Looking at examples of parents contracts is a great way for parents to get an idea of how to construct one and how to personalize and enforce the contract to create a successful experience for all those that are involved. College is an especially important part of any young adults life, it is also a time when things can go very, wrong very fast. A teenager leaving home for the first time, having sudden and complete freedom, may not make the best choices for his/her future. Some parents have a “live and learn” attitude and believe that whatever experiences their child has will teach them life lessons and be for their own good. Other parents have a rather large vested interest in their child having a successful college career. If a parent is paying tuition, buying books, paying fees, living expenses, etc. they have a right to expect certain behavior from their child.

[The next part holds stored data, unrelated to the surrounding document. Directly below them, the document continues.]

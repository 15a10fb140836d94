use std::time::Duration;

use anyhow::{bail, Context, Result};
use clap::{Args, Parser, Subcommand};
use stl_directory::{
    load_layered_yaml, load_settlement_config, secrets::resolve_secrets, LoadedSettlementConfig,
    Profile,
};
use stl_ledger::{JsonRpcGateway, LedgerSession};
use stl_reconcile::{fetch_and_reconcile_outcome, ReconcileOutcome};
use stl_schemas::{LedgerAddress, SettlementReport};

#[derive(Parser)]
#[command(name = "stl")]
#[command(about = "Settlement reconciliation CLI", long_about = None)]
struct Cli {
    #[command(subcommand)]
    cmd: Commands,
}

#[derive(Args)]
struct ConfigArgs {
    /// YAML layers in merge order. Optional for the demo profile.
    #[arg(long = "config")]
    config_paths: Vec<String>,

    /// demo | operator
    #[arg(long, default_value = "demo")]
    profile: String,
}

impl ConfigArgs {
    fn load(&self) -> Result<LoadedSettlementConfig> {
        let profile: Profile = self.profile.parse()?;
        let path_refs: Vec<&str> = self.config_paths.iter().map(|s| s.as_str()).collect();
        load_settlement_config(profile, &path_refs)
    }
}

#[derive(Subcommand)]
enum Commands {
    /// Compute layered config hash + print canonical JSON
    ConfigHash {
        /// Paths in merge order (base -> site -> local...)
        #[arg(required = true)]
        paths: Vec<String>,
    },

    /// List the hub and the partner directory
    Partners {
        #[command(flatten)]
        config: ConfigArgs,
    },

    /// Fetch the hub history once and print the settlement report
    Report {
        #[command(flatten)]
        config: ConfigArgs,

        /// Partner key to include (repeatable). Omit for all partners.
        #[arg(long = "partner")]
        partners: Vec<String>,

        /// History entries to fetch. Defaults to ledger.history_limit.
        #[arg(long, value_parser = clap::value_parser!(u32).range(1..=1000))]
        limit: Option<u32>,

        /// Print the report as JSON instead of a table.
        #[arg(long, default_value_t = false)]
        json: bool,
    },

    /// Native balance of the hub and every partner, or of one address
    Balance {
        #[command(flatten)]
        config: ConfigArgs,

        #[arg(long)]
        address: Option<String>,
    },

    /// Raw account state of one address
    AccountInfo {
        #[command(flatten)]
        config: ConfigArgs,

        #[arg(long, required = true)]
        address: String,
    },
}

#[tokio::main]
async fn main() -> Result<()> {
    // Load .env.local if present (dev convenience). Silent if missing.
    let _ = dotenvy::from_filename(".env.local");
    init_tracing();

    let cli = Cli::parse();

    match cli.cmd {
        Commands::ConfigHash { paths } => {
            let path_refs: Vec<&str> = paths.iter().map(|s| s.as_str()).collect();
            let loaded = load_layered_yaml(&path_refs)?;
            println!("config_hash={}", loaded.config_hash);
            println!("{}", loaded.canonical_json);
        }

        Commands::Partners { config } => {
            let cfg = config.load()?;
            let hub = cfg.directory.hub();
            println!("profile={}", cfg.profile.as_str());
            println!("config_hash={}", cfg.loaded.config_hash);
            println!("hub key={} label={} address={}", hub.key, hub.label, hub.address);
            for p in cfg.directory.partners() {
                println!(
                    "partner key={} display_name={} address={} category={}",
                    p.key, p.display_name, p.address, p.category
                );
            }
        }

        Commands::Report {
            config,
            partners,
            limit,
            json,
        } => {
            let cfg = config.load()?;
            let gateway = build_gateway(&cfg)?;
            let limit = limit.unwrap_or(cfg.settings.ledger.history_limit);

            let outcome =
                fetch_and_reconcile_outcome(&gateway, &cfg.directory, &partners, limit).await;
            let report = outcome.report();

            if json {
                println!("{}", serde_json::to_string_pretty(&report)?);
            } else {
                print_report_table(&report);
            }

            // Empty report already printed; exit non-zero.
            if let ReconcileOutcome::FetchFailed { error } = outcome {
                bail!("FETCH_FAILED: {error}");
            }
        }

        Commands::Balance { config, address } => {
            let cfg = config.load()?;
            let gateway = build_gateway(&cfg)?;

            let targets: Vec<(String, LedgerAddress)> = match address {
                Some(a) => vec![(a.clone(), parse_address(&a)?)],
                None => {
                    let hub = cfg.directory.hub();
                    std::iter::once((hub.key.clone(), hub.address.clone()))
                        .chain(
                            cfg.directory
                                .partners()
                                .iter()
                                .map(|p| (p.key.clone(), p.address.clone())),
                        )
                        .collect()
                }
            };

            let session = LedgerSession::open(&gateway)
                .await
                .context("ledger connect failed")?;
            for (name, addr) in &targets {
                match session.account_balance(addr).await {
                    Ok(balance) => println!("{name} address={addr} balance={balance}"),
                    Err(e) => println!("{name} address={addr} error={e}"),
                }
            }
            session.close().await;
        }

        Commands::AccountInfo { config, address } => {
            let cfg = config.load()?;
            let gateway = build_gateway(&cfg)?;
            let addr = parse_address(&address)?;

            let session = LedgerSession::open(&gateway)
                .await
                .context("ledger connect failed")?;
            let info = session.account_info(&addr).await;
            session.close().await;
            let info = info.with_context(|| format!("account_info failed for {addr}"))?;

            println!("address={}", info.address);
            if let Some(name) = cfg.directory.display_name_for(info.address.as_str()) {
                println!("display_name={name}");
            }
            println!("balance={}", info.balance);
            println!("balance_drops={}", info.balance_drops);
            println!("owner_count={}", info.owner_count);
            println!("sequence={}", info.sequence);
        }
    }

    Ok(())
}

/// Logs go to stderr; stdout is reserved for command output.
fn init_tracing() {
    tracing_subscriber::fmt()
        .with_writer(std::io::stderr)
        .with_env_filter(
            tracing_subscriber::EnvFilter::try_from_default_env().unwrap_or_else(|_| "info".into()),
        )
        .init();
}

fn build_gateway(cfg: &LoadedSettlementConfig) -> Result<JsonRpcGateway> {
    let secrets = resolve_secrets(&cfg.settings.ledger, cfg.profile)?;
    let gateway = JsonRpcGateway::new(
        cfg.settings.ledger.rpc_url.clone(),
        Duration::from_secs(cfg.settings.ledger.request_timeout_secs),
    )
    .context("ledger gateway init failed")?
    .with_auth_token(secrets.rpc_auth_token);
    Ok(gateway)
}

fn parse_address(raw: &str) -> Result<LedgerAddress> {
    LedgerAddress::parse(raw).with_context(|| format!("invalid address '{raw}'"))
}

fn print_report_table(report: &SettlementReport) {
    println!(
        "{:<24}  {:<20}  {:>14}  {:<4}  {:<7}  {}",
        "TIMESTAMP", "PARTNER", "AMOUNT", "CUR", "STATUS", "TX"
    );
    for p in &report.payments {
        println!(
            "{:<24}  {:<20}  {:>14}  {:<4}  {:<7}  {}",
            p.timestamp,
            p.partner,
            p.amount,
            p.currency,
            p.status.as_str(),
            p.tx_hash
        );
    }

    println!();
    println!(
        "{:<20}  {:>6}  {:>6}  {:>14}  {:>12}  {:>7}",
        "PARTNER", "TOTAL", "OK", "AMOUNT", "AVG", "RATE%"
    );
    for s in &report.stats {
        println!(
            "{:<20}  {:>6}  {:>6}  {:>14}  {:>12}  {:>7}",
            s.partner,
            s.total_transactions,
            s.successful_transactions,
            s.total_amount,
            s.avg_amount,
            s.success_rate
        );
    }
}
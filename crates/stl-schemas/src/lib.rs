//! stl-schemas
//!
//! Shared data model for the settlement workspace: ledger addresses, the raw
//! transaction view handed out by the gateway, and the report types produced
//! by reconciliation. No IO.

pub mod address;
pub mod amount;
pub mod raw;

pub use address::{AddressError, LedgerAddress};
pub use amount::{LedgerAmount, NATIVE_CURRENCY};
pub use raw::{RawTransaction, SUCCESS_RESULT};

use rust_decimal::Decimal;
use serde::{Deserialize, Serialize};

/// Outcome classification of one payment.
#[derive(Debug, Clone, Copy, PartialEq, Eq, Hash, Serialize, Deserialize)]
#[serde(rename_all = "snake_case")]
pub enum PaymentStatus {
    Success,
    Failed,
    /// No outcome metadata was attached.
    Pending,
}

impl PaymentStatus {
    pub fn as_str(&self) -> &'static str {
        match self {
            PaymentStatus::Success => "success",
            PaymentStatus::Failed => "failed",
            PaymentStatus::Pending => "pending",
        }
    }
}

/// Canonical payment as derived from one ledger transaction.
#[derive(Debug, Clone, PartialEq, Eq, Serialize, Deserialize)]
#[serde(rename_all = "camelCase")]
pub struct PaymentRecord {
    pub id: String,
    /// RFC 3339, UTC, millisecond precision.
    pub timestamp: String,
    pub from: String,
    pub to: String,
    /// Major units, two decimal places, never negative.
    #[serde(with = "rust_decimal::serde::float")]
    pub amount: Decimal,
    pub currency: String,
    pub status: PaymentStatus,
    /// Partner display name, or [`UNKNOWN_PARTNER`].
    pub partner: String,
    pub tx_hash: String,
}

/// Label for payments whose counterparty is not in the directory.
pub const UNKNOWN_PARTNER: &str = "Unknown Partner";

/// Per-partner aggregate over a set of [`PaymentRecord`]s.
#[derive(Debug, Clone, PartialEq, Eq, Serialize, Deserialize)]
#[serde(rename_all = "camelCase")]
pub struct PartnerStats {
    pub partner: String,
    pub total_transactions: u64,
    pub successful_transactions: u64,
    #[serde(with = "rust_decimal::serde::float")]
    pub total_amount: Decimal,
    /// Mean over successful payments only.
    #[serde(with = "rust_decimal::serde::float")]
    pub avg_amount: Decimal,
    /// Percentage in `[0, 100]`, one decimal place.
    #[serde(with = "rust_decimal::serde::float")]
    pub success_rate: Decimal,
}

/// Reconciliation output consumed by presentation layers.
#[derive(Debug, Clone, PartialEq, Eq, Default, Serialize, Deserialize)]
pub struct SettlementReport {
    pub payments: Vec<PaymentRecord>,
    pub stats: Vec<PartnerStats>,
}

impl SettlementReport {
    pub fn empty() -> Self {
        Self::default()
    }

    pub fn is_empty(&self) -> bool {
        self.payments.is_empty() && self.stats.is_empty()
    }
}

/// Account metadata as reported by the ledger.
#[derive(Debug, Clone, PartialEq, Eq, Serialize, Deserialize)]
pub struct AccountInfo {
    pub address: LedgerAddress,
    /// Native balance in major units.
    #[serde(with = "rust_decimal::serde::float")]
    pub balance: Decimal,
    /// Native balance in drops, as reported.
    pub balance_drops: String,
    pub owner_count: u32,
    pub sequence: u32,
}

Circumstances like these are when a parent child college contract can be especially useful and beneficial. Some may feel that this will be taking away the child’s freedom and alter the process of him/her learning to be an independent/responsible adult. Others argue that such parent child college contracts give the child just enough direction to keep the child headed in the right direction, without controlling their life or preventing them from making their own choices. As with any parent contract, a parent child college contract should be very specific.
The contract should include a list of expected behaviors, this may include grades, jobs, study habits, class attendance, etc. The contract should also include what the child can expect in return, for all grades above a C, tuition will be paid at 100%. For C grades tuition will be paid at 50% and anything below a C will not be paid at all. Books, fees, and housing will be paid as long as attendance requirements are met and assignments are completed. Whatever the stipulations are, make them very specific about what is expected and what the direct consequence is for any part of the contract that is not met.
Using a parent child college contract is no guarantee that everything will work out exactly the way a parent expects it to but it does let both parties know exactly what is expected and helps establish some ground rules for what consequences will happen as a result of specific behaviors. This also eliminates trying to enforce some type of consequence after the fact, when both parties are arguing that the other knew what was expected and that the consequence is not fair. Anything that can be discussed before hand will be helpful in achieving results that both parties are happy with and can live with. Such a contract can also prevent a lot of blame and hard feelings later in life if a parent refuses to pay for future college classes because of bad grades and the child then blames the parent for ruining his/her chances of having a better life.